_PROBLEM DESCRIPTION_
The string "ManualClock" may appear in lines of the listing. Report each line where it does.

RECORDED INFORMATION Block Start

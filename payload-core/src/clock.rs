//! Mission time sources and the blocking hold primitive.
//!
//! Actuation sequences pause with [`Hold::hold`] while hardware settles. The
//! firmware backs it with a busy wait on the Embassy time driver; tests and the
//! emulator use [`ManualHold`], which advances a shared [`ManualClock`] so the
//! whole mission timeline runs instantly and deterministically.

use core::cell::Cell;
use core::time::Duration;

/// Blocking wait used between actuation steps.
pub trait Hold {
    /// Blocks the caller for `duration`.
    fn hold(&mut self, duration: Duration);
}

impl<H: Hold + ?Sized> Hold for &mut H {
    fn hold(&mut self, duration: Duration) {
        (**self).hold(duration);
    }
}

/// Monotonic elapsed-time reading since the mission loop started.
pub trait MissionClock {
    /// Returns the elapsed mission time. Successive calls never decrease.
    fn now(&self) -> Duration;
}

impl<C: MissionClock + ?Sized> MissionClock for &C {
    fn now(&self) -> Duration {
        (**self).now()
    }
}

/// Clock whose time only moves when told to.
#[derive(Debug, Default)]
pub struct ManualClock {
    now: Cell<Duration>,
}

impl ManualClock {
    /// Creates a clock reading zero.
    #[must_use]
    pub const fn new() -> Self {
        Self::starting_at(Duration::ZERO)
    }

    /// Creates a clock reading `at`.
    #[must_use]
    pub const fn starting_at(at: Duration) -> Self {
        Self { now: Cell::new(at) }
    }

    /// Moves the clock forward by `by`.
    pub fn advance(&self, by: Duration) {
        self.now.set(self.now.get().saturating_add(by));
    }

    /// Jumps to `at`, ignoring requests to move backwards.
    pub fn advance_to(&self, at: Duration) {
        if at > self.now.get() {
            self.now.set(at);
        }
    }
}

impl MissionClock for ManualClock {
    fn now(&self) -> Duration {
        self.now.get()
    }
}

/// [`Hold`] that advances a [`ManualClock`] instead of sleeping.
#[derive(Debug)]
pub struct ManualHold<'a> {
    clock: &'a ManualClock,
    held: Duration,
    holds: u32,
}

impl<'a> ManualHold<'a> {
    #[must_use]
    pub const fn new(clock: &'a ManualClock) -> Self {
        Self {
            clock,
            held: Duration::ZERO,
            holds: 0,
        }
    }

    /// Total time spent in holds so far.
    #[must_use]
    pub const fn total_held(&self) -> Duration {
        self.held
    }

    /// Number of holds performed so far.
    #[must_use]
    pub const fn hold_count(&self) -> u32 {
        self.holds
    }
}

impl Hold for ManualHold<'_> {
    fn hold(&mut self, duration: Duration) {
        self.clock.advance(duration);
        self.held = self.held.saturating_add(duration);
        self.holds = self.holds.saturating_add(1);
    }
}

RECORDED INFORMATION Block End

_REPLY TO THE EXERCISE_
//! emulator use [`ManualHold`], which advances a shared [`ManualClock`] so the
pub struct ManualClock {
impl ManualClock {
impl MissionClock for ManualClock {
/// [`Hold`] that advances a [`ManualClock`] instead of sleeping.
    clock: &'a ManualClock,
    pub const fn new(clock: &'a ManualClock) -> Self {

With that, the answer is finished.